5 Questions Answered by the Queen of Pixação: Eneri

5 Questions Answered by the Queen of Pixação: Eneri

Museum of Graffiti's latest exhibit entitled Defying Authority opening on December 4, 2024 highlighting artists from around the world breaking tradition by pushing boundaries. ENERI is one of the artists featured within the exhibit. We sat down with her to answer 5 questions that we needed answers to.

1.When did you start writing graffiti and why?
I started in 2013, first with tag-style writing, using squeezers and chalk along my daily routes. That same year, I began exploring different materials and aesthetics, like bombing and pixação, but I spent a few more years focusing mainly on tags until I fully understood the cultural relevance behind the pixação style. Over time, as I gradually started scaling taller buildings, I developed my current aesthetic and refined my climbing skills.

2. What is pixação from your perspective?
Pixação is a uniquely Brazilian style that aims to break away from the imported aesthetics of graffiti—something that happens across many aspects of Brazilian reality, like architecture, music, fashion, and art. It’s characterized by a simple and aggressive aesthetic, with one key rule in the streets: never paint over someone else’s tag. This preserves the city’s history, with pixos from the ’80s and ’90s still visible on walls. The movement also became vertical early on, with entire buildings covered in pixação, climbed floor by floor from the outside in major Brazilian cities.
The minimalist aesthetic also reflects the economic conditions of the people who practice it. Filling and coloring pieces would mean higher costs, so the goal is to cover as much space as possible using the least amount of paint.

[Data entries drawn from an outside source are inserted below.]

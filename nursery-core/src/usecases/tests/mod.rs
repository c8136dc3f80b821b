// In-memory repository fake shared by the use case unit tests.
// It mimics the store-level semantics: uniqueness constraints fail
// with `AlreadyExists` and restricted references with
// `StillReferenced`, like their SQLite counterparts.

use std::cell::RefCell;

use nursery_entities::builders::Builder as _;
use time::{macros::date, Date};

use super::*;
use crate::{
    repositories::{Error as RepoError, *},
    PermissionGateway,
};

#[derive(Default)]
pub struct MockDb {
    pub users: RefCell<Vec<User>>,
    pub plants: RefCell<Vec<Plant>>,
    pub locations: RefCell<Vec<Location>>,
    pub common_names: RefCell<Vec<CommonName>>,
    pub instances: RefCell<Vec<PlantInstance>>,
}

type RepoResult<T> = std::result::Result<T, RepoError>;

impl UserRepo for MockDb {
    fn create_user(&self, user: &User) -> RepoResult<()> {
        if self.users.borrow().iter().any(|u| u.id == user.id) {
            return Err(RepoError::AlreadyExists);
        }
        self.users.borrow_mut().push(user.clone());
        Ok(())
    }

    fn update_user(&self, user: &User) -> RepoResult<()> {
        let mut users = self.users.borrow_mut();
        let existing = users
            .iter_mut()
            .find(|u| u.id == user.id)
            .ok_or(RepoError::NotFound)?;
        *existing = user.clone();
        Ok(())
    }

    fn all_users(&self) -> RepoResult<Vec<User>> {
        Ok(self.users.borrow().clone())
    }

    fn count_users(&self) -> RepoResult<usize> {
        Ok(self.users.borrow().len())
    }

    fn get_user(&self, id: &Id) -> RepoResult<User> {
        self.try_get_user(id)?.ok_or(RepoError::NotFound)
    }

    fn try_get_user(&self, id: &Id) -> RepoResult<Option<User>> {
        Ok(self.users.borrow().iter().find(|u| &u.id == id).cloned())
    }
}

impl PlantRepo for MockDb {
    fn create_plant(&self, plant: &Plant) -> RepoResult<()> {
        if self.plants.borrow().iter().any(|p| {
            p.id == plant.id
                || (p.owner == plant.owner
                    && p.owner.is_some()
                    && p.scientific_name == plant.scientific_name)
        }) {
            return Err(RepoError::AlreadyExists);
        }
        self.plants.borrow_mut().push(plant.clone());
        Ok(())
    }

    fn update_plant(&self, plant: &Plant) -> RepoResult<()> {
        let mut plants = self.plants.borrow_mut();
        let existing = plants
            .iter_mut()
            .find(|p| p.id == plant.id)
            .ok_or(RepoError::NotFound)?;
        *existing = plant.clone();
        Ok(())
    }

    fn delete_plant(&self, id: &Id) -> RepoResult<()> {
        if self
            .instances
            .borrow()
            .iter()
            .any(|i| &i.plant_id == id)
        {
            return Err(RepoError::StillReferenced);
        }
        let mut plants = self.plants.borrow_mut();
        let i = plants
            .iter()
            .position(|p| &p.id == id)
            .ok_or(RepoError::NotFound)?;
        plants.remove(i);
        Ok(())
    }

    fn get_plant(&self, id: &Id) -> RepoResult<Plant> {
        self.plants
            .borrow()
            .iter()
            .find(|p| &p.id == id)
            .cloned()
            .ok_or(RepoError::NotFound)
    }

    fn all_plants(&self) -> RepoResult<Vec<Plant>> {
        let mut plants = self.plants.borrow().clone();
        plants.sort_by(|a, b| a.scientific_name.cmp(&b.scientific_name));
        Ok(plants)
    }

    fn plants_by_owner(&self, owner: &Id) -> RepoResult<Vec<Plant>> {
        let mut plants: Vec<_> = self
            .plants
            .borrow()
            .iter()
            .filter(|p| p.owner.as_ref() == Some(owner))
            .cloned()
            .collect();
        plants.sort_by(|a, b| a.scientific_name.cmp(&b.scientific_name));
        Ok(plants)
    }

    fn try_get_plant_by_owner_and_scientific_name(
        &self,
        owner: Option<&Id>,
        scientific_name: &str,
    ) -> RepoResult<Option<Plant>> {
        Ok(self
            .plants
            .borrow()
            .iter()
            .find(|p| p.owner.as_ref() == owner && p.scientific_name == scientific_name)
            .cloned())
    }

    fn count_plants(&self) -> RepoResult<usize> {
        Ok(self.plants.borrow().len())
    }

    fn count_plants_with_common_name(&self, name: &str) -> RepoResult<usize> {
        Ok(self
            .plants
            .borrow()
            .iter()
            .filter(|p| p.common_name.eq_ignore_ascii_case(name))
            .count())
    }
}

impl LocationRepo for MockDb {
    fn create_location(&self, location: &Location) -> RepoResult<()> {
        if self
            .locations
            .borrow()
            .iter()
            .any(|l| l.id == location.id || l.name.eq_ignore_ascii_case(&location.name))
        {
            return Err(RepoError::AlreadyExists);
        }
        self.locations.borrow_mut().push(location.clone());
        Ok(())
    }

    fn update_location(&self, location: &Location) -> RepoResult<()> {
        let mut locations = self.locations.borrow_mut();
        let existing = locations
            .iter_mut()
            .find(|l| l.id == location.id)
            .ok_or(RepoError::NotFound)?;
        *existing = location.clone();
        Ok(())
    }

    fn delete_location(&self, id: &Id) -> RepoResult<()> {
        if self
            .instances
            .borrow()
            .iter()
            .any(|i| &i.location_id == id)
        {
            return Err(RepoError::StillReferenced);
        }
        let mut locations = self.locations.borrow_mut();
        let i = locations
            .iter()
            .position(|l| &l.id == id)
            .ok_or(RepoError::NotFound)?;
        locations.remove(i);
        Ok(())
    }

    fn get_location(&self, id: &Id) -> RepoResult<Location> {
        self.locations
            .borrow()
            .iter()
            .find(|l| &l.id == id)
            .cloned()
            .ok_or(RepoError::NotFound)
    }

    fn all_locations(&self) -> RepoResult<Vec<Location>> {
        let mut locations = self.locations.borrow().clone();
        locations.sort_by(|a, b| a.name.cmp(&b.name));
        Ok(locations)
    }

    fn locations_by_owner(&self, owner: &Id) -> RepoResult<Vec<Location>> {
        let mut locations: Vec<_> = self
            .locations
            .borrow()
            .iter()
            .filter(|l| &l.owner == owner)
            .cloned()
            .collect();
        locations.sort_by(|a, b| a.name.cmp(&b.name));
        Ok(locations)
    }

    fn try_get_location_by_name(&self, name: &str) -> RepoResult<Option<Location>> {
        Ok(self
            .locations
            .borrow()
            .iter()
            .find(|l| l.name.eq_ignore_ascii_case(name))
            .cloned())
    }

    fn count_locations(&self) -> RepoResult<usize> {
        Ok(self.locations.borrow().len())
    }
}

impl CommonNameRepo for MockDb {
    fn create_common_name(&self, common_name: &CommonName) -> RepoResult<()> {
        if self
            .common_names
            .borrow()
            .iter()
            .any(|c| c.id == common_name.id || c.name.eq_ignore_ascii_case(&common_name.name))
        {
            return Err(RepoError::AlreadyExists);
        }
        self.common_names.borrow_mut().push(common_name.clone());
        Ok(())
    }

    fn delete_common_name(&self, id: &Id) -> RepoResult<()> {
        let mut common_names = self.common_names.borrow_mut();
        let i = common_names
            .iter()
            .position(|c| &c.id == id)
            .ok_or(RepoError::NotFound)?;
        common_names.remove(i);
        Ok(())
    }

    fn get_common_name(&self, id: &Id) -> RepoResult<CommonName> {
        self.common_names
            .borrow()
            .iter()
            .find(|c| &c.id == id)
            .cloned()
            .ok_or(RepoError::NotFound)
    }

    fn all_common_names(&self) -> RepoResult<Vec<CommonName>> {
        let mut common_names = self.common_names.borrow().clone();
        common_names.sort_by(|a, b| a.name.cmp(&b.name));
        Ok(common_names)
    }

    fn try_get_common_name_by_name(&self, name: &str) -> RepoResult<Option<CommonName>> {
        Ok(self
            .common_names
            .borrow()
            .iter()
            .find(|c| c.name.eq_ignore_ascii_case(name))
            .cloned())
    }
}

impl PlantInstanceRepo for MockDb {
    fn create_instance(&self, instance: &PlantInstance) -> RepoResult<()> {
        if self.instances.borrow().iter().any(|i| {
            i.id == instance.id
                || (i.customer == instance.customer && i.nickname == instance.nickname)
        }) {
            return Err(RepoError::AlreadyExists);
        }
        self.instances.borrow_mut().push(instance.clone());
        Ok(())
    }

    fn update_instance(&self, instance: &PlantInstance) -> RepoResult<()> {
        let mut instances = self.instances.borrow_mut();
        let existing = instances
            .iter_mut()
            .find(|i| i.id == instance.id)
            .ok_or(RepoError::NotFound)?;
        *existing = instance.clone();
        Ok(())
    }

    fn delete_instance(&self, id: &Id) -> RepoResult<()> {
        let mut instances = self.instances.borrow_mut();
        let i = instances
            .iter()
            .position(|instance| &instance.id == id)
            .ok_or(RepoError::NotFound)?;
        instances.remove(i);
        Ok(())
    }

    fn get_instance(&self, id: &Id) -> RepoResult<PlantInstance> {
        self.instances
            .borrow()
            .iter()
            .find(|i| &i.id == id)
            .cloned()
            .ok_or(RepoError::NotFound)
    }

    fn all_instances(&self) -> RepoResult<Vec<PlantInstance>> {
        let mut instances = self.instances.borrow().clone();
        instances.sort_by(|a, b| {
            (a.customer.clone(), a.nickname.clone()).cmp(&(b.customer.clone(), b.nickname.clone()))
        });
        Ok(instances)
    }

    fn instances_by_customer(&self, customer: &Id) -> RepoResult<Vec<PlantInstance>> {
        let mut instances: Vec<_> = self
            .instances
            .borrow()
            .iter()
            .filter(|i| i.customer.as_ref() == Some(customer))
            .cloned()
            .collect();
        instances.sort_by_key(|i| i.due_watered_on);
        Ok(instances)
    }

    fn instances_due_by(&self, customer: &Id, due_by: Date) -> RepoResult<Vec<PlantInstance>> {
        Ok(self
            .instances_by_customer(customer)?
            .into_iter()
            .filter(|i| i.due_watered_on.map_or(false, |due| due <= due_by))
            .collect())
    }

    fn instances_by_customer_with_status(
        &self,
        customer: &Id,
        status: WateringStatus,
    ) -> RepoResult<Vec<PlantInstance>> {
        Ok(self
            .instances_by_customer(customer)?
            .into_iter()
            .filter(|i| i.status == status)
            .collect())
    }

    fn instances_of_plant(&self, plant_id: &Id) -> RepoResult<Vec<PlantInstance>> {
        Ok(self
            .instances
            .borrow()
            .iter()
            .filter(|i| &i.plant_id == plant_id)
            .cloned()
            .collect())
    }

    fn try_get_instance_by_customer_and_nickname(
        &self,
        customer: Option<&Id>,
        nickname: &str,
    ) -> RepoResult<Option<PlantInstance>> {
        Ok(self
            .instances
            .borrow()
            .iter()
            .find(|i| i.customer.as_ref() == customer && i.nickname == nickname)
            .cloned())
    }

    fn count_instances(&self) -> RepoResult<usize> {
        Ok(self.instances.borrow().len())
    }

    fn count_instances_with_status(&self, status: WateringStatus) -> RepoResult<usize> {
        Ok(self
            .instances
            .borrow()
            .iter()
            .filter(|i| i.status == status)
            .count())
    }

    fn count_instances_of_plant(&self, plant_id: &Id) -> RepoResult<usize> {
        Ok(self
            .instances
            .borrow()
            .iter()
            .filter(|i| &i.plant_id == plant_id)
            .count())
    }

    fn count_instances_of_location(&self, location_id: &Id) -> RepoResult<usize> {
        Ok(self
            .instances
            .borrow()
            .iter()
            .filter(|i| &i.location_id == location_id)
            .count())
    }
}

pub struct MockPermissions {
    granted: bool,
}

impl MockPermissions {
    pub fn grant_all() -> Self {
        Self { granted: true }
    }

    pub fn deny_all() -> Self {
        Self { granted: false }
    }
}

impl PermissionGateway for MockPermissions {
    fn has_permission(&self, _: &User, _: Permission) -> bool {
        self.granted
    }
}

pub struct TestUsers {
    pub customer: User,
    pub other_customer: User,
    pub staff: User,
}

impl Default for TestUsers {
    fn default() -> Self {
        Self {
            customer: User {
                id: "customer".into(),
                email: "customer@example.org".into(),
                role: Role::Customer,
            },
            other_customer: User {
                id: "other-customer".into(),
                email: "other@example.org".into(),
                role: Role::Customer,
            },
            staff: User {
                id: "staff".into(),
                email: "staff@example.org".into(),
                role: Role::Staff,
            },
        }
    }
}

pub fn guest_user() -> User {
    User {
        id: "guest".into(),
        email: "guest@example.org".into(),
        role: Role::Guest,
    }
}

pub fn new_ficus() -> NewPlant {
    NewPlant {
        scientific_name: "Ficus lyrata".into(),
        common_name: "Fiddle-leaf fig".into(),
        water_frequency: WaterFrequency::Regular,
        sun_exposure: SunExposure::PartShade,
        description: "Large glossy leaves".into(),
        care_tips: "Avoid draughts".into(),
    }
}

pub fn create_default_plant(db: &MockDb, owner: &User) -> Plant {
    let plant = Plant::build()
        .owner(Some(owner.id.as_str()))
        .scientific_name("Ficus lyrata")
        .common_name("Fiddle-leaf fig")
        .finish();
    db.create_plant(&plant).unwrap();
    plant
}

pub fn create_default_location(db: &MockDb, owner: &User) -> Location {
    let location = Location {
        id: Id::new(),
        owner: owner.id.clone(),
        name: "Kitchen window".into(),
    };
    db.create_location(&location).unwrap();
    location
}

pub fn create_default_instance(
    db: &MockDb,
    customer: &User,
) -> (Plant, Location, PlantInstance) {
    let plant = create_default_plant(db, customer);
    let location = create_default_location(db, customer);
    let instance = PlantInstance::build()
        .plant_id(plant.id.as_str())
        .customer(Some(customer.id.as_str()))
        .location_id(location.id.as_str())
        .nickname("Fred")
        .purchased_on(date!(2024 - 06 - 01))
        .due_watered_on(Some(date!(2024 - 06 - 29)))
        .status(WateringStatus::Watered)
        .finish();
    db.create_instance(&instance).unwrap();
    (plant, location, instance)
}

3.How did you start scaling buildings?
Since childhood, I was fascinated by how pixação dominated the cityscape and often wondered how people managed to reach such heights. When I started going to pixação points—places where pixadores meet organically on specific days without the need for formal organization to exchange tags, hang out, and watch freestyle rap battles—I began to see the city’s architecture in a whole new way. It opened up endless possibilities for me.
However, I’ve always felt (and still feel, though less so now) uncomfortable with heights, so it was a gradual process. I spent years doing lower, simpler pieces until, in 2019, I started doing more complex climbs without any protective equipment, as well as rappelling down some buildings.
Everything I know I learned from people through lived experiences. Vg taught me a lot about climbing, and Lala—one of the most incredible women in rope pixação in Brazil—was the one who taught me how to rappel for the first time. Over time, I sought autonomy in executing these techniques, but having trusted people by your side often expands and strengthens what’s possible.

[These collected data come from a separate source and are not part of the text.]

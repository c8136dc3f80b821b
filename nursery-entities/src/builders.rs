pub trait Builder {
    type Build;
    fn build() -> Self::Build;
}

pub use self::{instance_builder::*, plant_builder::*};

pub mod plant_builder {

    use super::*;
    use crate::{id::*, plant::*};

    #[derive(Debug)]
    pub struct PlantBuild {
        plant: Plant,
    }

    impl PlantBuild {
        pub fn id(mut self, id: &str) -> Self {
            self.plant.id = id.into();
            self
        }
        pub fn owner(mut self, owner: Option<&str>) -> Self {
            self.plant.owner = owner.map(Into::into);
            self
        }
        pub fn scientific_name(mut self, name: &str) -> Self {
            self.plant.scientific_name = name.into();
            self
        }
        pub fn common_name(mut self, name: &str) -> Self {
            self.plant.common_name = name.into();
            self
        }
        pub fn water_frequency(mut self, water: WaterFrequency) -> Self {
            self.plant.water_frequency = water;
            self
        }
        pub fn sun_exposure(mut self, sun: SunExposure) -> Self {
            self.plant.sun_exposure = sun;
            self
        }
        pub fn finish(self) -> Plant {
            self.plant
        }
    }

    impl Builder for Plant {
        type Build = PlantBuild;
        fn build() -> Self::Build {
            PlantBuild {
                plant: Plant {
                    id: Id::new(),
                    owner: None,
                    scientific_name: Default::default(),
                    common_name: Default::default(),
                    water_frequency: WaterFrequency::Regular,
                    sun_exposure: SunExposure::PartShade,
                    description: Default::default(),
                    care_tips: Default::default(),
                },
            }
        }
    }
}

pub mod instance_builder {

    use super::*;
    use crate::{id::*, instance::*};
    use time::{macros::date, Date};

    #[derive(Debug)]
    pub struct PlantInstanceBuild {
        instance: PlantInstance,
    }

    impl PlantInstanceBuild {
        pub fn id(mut self, id: &str) -> Self {
            self.instance.id = id.into();
            self
        }
        pub fn plant_id(mut self, id: &str) -> Self {
            self.instance.plant_id = id.into();
            self
        }
        pub fn customer(mut self, customer: Option<&str>) -> Self {
            self.instance.customer = customer.map(Into::into);
            self
        }
        pub fn location_id(mut self, id: &str) -> Self {
            self.instance.location_id = id.into();
            self
        }
        pub fn nickname(mut self, nickname: &str) -> Self {
            self.instance.nickname = nickname.into();
            self
        }
        pub fn purchased_on(mut self, purchased: Date) -> Self {
            self.instance.purchased_on = purchased;
            self
        }
        pub fn due_watered_on(mut self, due: Option<Date>) -> Self {
            self.instance.due_watered_on = due;
            self
        }
        pub fn status(mut self, status: WateringStatus) -> Self {
            self.instance.status = status;
            self
        }
        pub fn finish(self) -> PlantInstance {
            self.instance
        }
    }

    impl Builder for PlantInstance {
        type Build = PlantInstanceBuild;
        fn build() -> Self::Build {
            PlantInstanceBuild {
                instance: PlantInstance {
                    id: Id::new(),
                    plant_id: Id::new(),
                    customer: None,
                    location_id: Id::new(),
                    nickname: Default::default(),
                    purchased_on: date!(2024 - 01 - 01),
                    due_watered_on: None,
                    status: WateringStatus::default(),
                },
            }
        }
    }
}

4. What is unique about being a woman practicing this art form?
For me, what’s unique is how I rediscovered myself and everything around me after I started painting in the streets. I found my strength, my power—physically, mentally, and intuitively. I rediscovered my city and how to read the possibilities around me. I’ve been to places and met people I never would have if it weren’t for pixação.
But it’s not all positive—I’ve faced risky situations that were even more intense because I’m a woman. We’re often seen as easy targets, and I wonder how some situations would’ve played out differently if I were a man.
Still, there’s something unique about the hunger we women have to occupy and resist in spaces that, for a long time—and still today, though it’s starting to change—have been dominated by men. I believe we, as women, need to support each other because our presence makes these spaces less hostile for us all.

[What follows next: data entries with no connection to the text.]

use super::*;

impl<'a> UserRepo for DbReadOnly<'a> {
    fn create_user(&self, _user: &User) -> Result<()> {
        unreachable!();
    }
    fn update_user(&self, _user: &User) -> Result<()> {
        unreachable!();
    }

    fn all_users(&self) -> Result<Vec<User>> {
        all_users(&mut self.conn.borrow_mut())
    }
    fn count_users(&self) -> Result<usize> {
        count_users(&mut self.conn.borrow_mut())
    }

    fn get_user(&self, id: &Id) -> Result<User> {
        get_user(&mut self.conn.borrow_mut(), id)
    }
    fn try_get_user(&self, id: &Id) -> Result<Option<User>> {
        try_get_user(&mut self.conn.borrow_mut(), id)
    }
}

impl<'a> UserRepo for DbReadWrite<'a> {
    fn create_user(&self, user: &User) -> Result<()> {
        create_user(&mut self.conn.borrow_mut(), user)
    }
    fn update_user(&self, user: &User) -> Result<()> {
        update_user(&mut self.conn.borrow_mut(), user)
    }

    fn all_users(&self) -> Result<Vec<User>> {
        all_users(&mut self.conn.borrow_mut())
    }
    fn count_users(&self) -> Result<usize> {
        count_users(&mut self.conn.borrow_mut())
    }

    fn get_user(&self, id: &Id) -> Result<User> {
        get_user(&mut self.conn.borrow_mut(), id)
    }
    fn try_get_user(&self, id: &Id) -> Result<Option<User>> {
        try_get_user(&mut self.conn.borrow_mut(), id)
    }
}

impl<'a> UserRepo for DbConnection<'a> {
    fn create_user(&self, user: &User) -> Result<()> {
        create_user(&mut self.conn.borrow_mut(), user)
    }
    fn update_user(&self, user: &User) -> Result<()> {
        update_user(&mut self.conn.borrow_mut(), user)
    }

    fn all_users(&self) -> Result<Vec<User>> {
        all_users(&mut self.conn.borrow_mut())
    }
    fn count_users(&self) -> Result<usize> {
        count_users(&mut self.conn.borrow_mut())
    }

    fn get_user(&self, id: &Id) -> Result<User> {
        get_user(&mut self.conn.borrow_mut(), id)
    }
    fn try_get_user(&self, id: &Id) -> Result<Option<User>> {
        try_get_user(&mut self.conn.borrow_mut(), id)
    }
}

fn create_user(conn: &mut SqliteConnection, u: &User) -> Result<()> {
    let new_user = models::NewUser::from(u);
    diesel::insert_into(schema::users::table)
        .values(&new_user)
        .execute(conn)
        .map_err(from_diesel_err)?;
    Ok(())
}

fn update_user(conn: &mut SqliteConnection, u: &User) -> Result<()> {
    use schema::users::dsl;
    let new_user = models::NewUser::from(u);
    let count = diesel::update(dsl::users.filter(dsl::id.eq(new_user.id)))
        .set(&new_user)
        .execute(conn)
        .map_err(from_diesel_err)?;
    if count == 0 {
        return Err(repo::Error::NotFound);
    }
    Ok(())
}

fn get_user(conn: &mut SqliteConnection, id: &Id) -> Result<User> {
    use schema::users::dsl;
    Ok(dsl::users
        .filter(dsl::id.eq(id.as_str()))
        .first::<models::UserEntity>(conn)
        .map_err(from_diesel_err)?
        .try_into()?)
}

fn try_get_user(conn: &mut SqliteConnection, id: &Id) -> Result<Option<User>> {
    use schema::users::dsl;
    dsl::users
        .filter(dsl::id.eq(id.as_str()))
        .first::<models::UserEntity>(conn)
        .optional()
        .map_err(from_diesel_err)?
        .map(|model| model.try_into().map_err(repo::Error::Other))
        .transpose()
}

fn all_users(conn: &mut SqliteConnection) -> Result<Vec<User>> {
    use schema::users::dsl;
    dsl::users
        .order_by(dsl::email.asc())
        .load::<models::UserEntity>(conn)
        .map_err(from_diesel_err)?
        .into_iter()
        .map(|model| model.try_into().map_err(repo::Error::Other))
        .collect()
}

fn count_users(conn: &mut SqliteConnection) -> Result<usize> {
    use schema::users::dsl;
    Ok(dsl::users
        .select(diesel::dsl::count(dsl::id))
        .first::<i64>(conn)
        .map_err(from_diesel_err)? as usize)
}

5. You don’t worry about sharing your face. Why is that?
Honestly, I never thought I’d reach this level of visibility. In Latin America, hiding your identity hasn’t been as much of an issue because, for a long time, technologies like facial recognition weren’t widely used here. Plus, with the hot climate, someone fully covered would look super suspicious walking down the street—haha.
Over time, I saw friends (and even myself) face different types of legal repression, with some even getting arrested because of pixação. We’re prosecuted as if we commit environmental crimes here in Brazil, while corporate owners responsible for catastrophic disasters—like the Vale dam collapse in Brumadinho, which caused a toxic mudslide that killed hundreds of people and devastated the environment, or the Braskem case in Maceió, where salt mining led to the sinking of entire neighborhoods—remain free with no legal consequences for their actions.
I don’t believe I’m some dangerous criminal who needs to hide my face. I understand that pixação, like graffiti, is rooted in illegality and vandalism, but compared to the horrors people commit around the world without feeling the need to hide, why should I? My only “crime” is putting paint on walls.
It’s an urban response—paint over walls, the urban over the urban. After all, the greatest crime is the very existence of cities over ecosystems.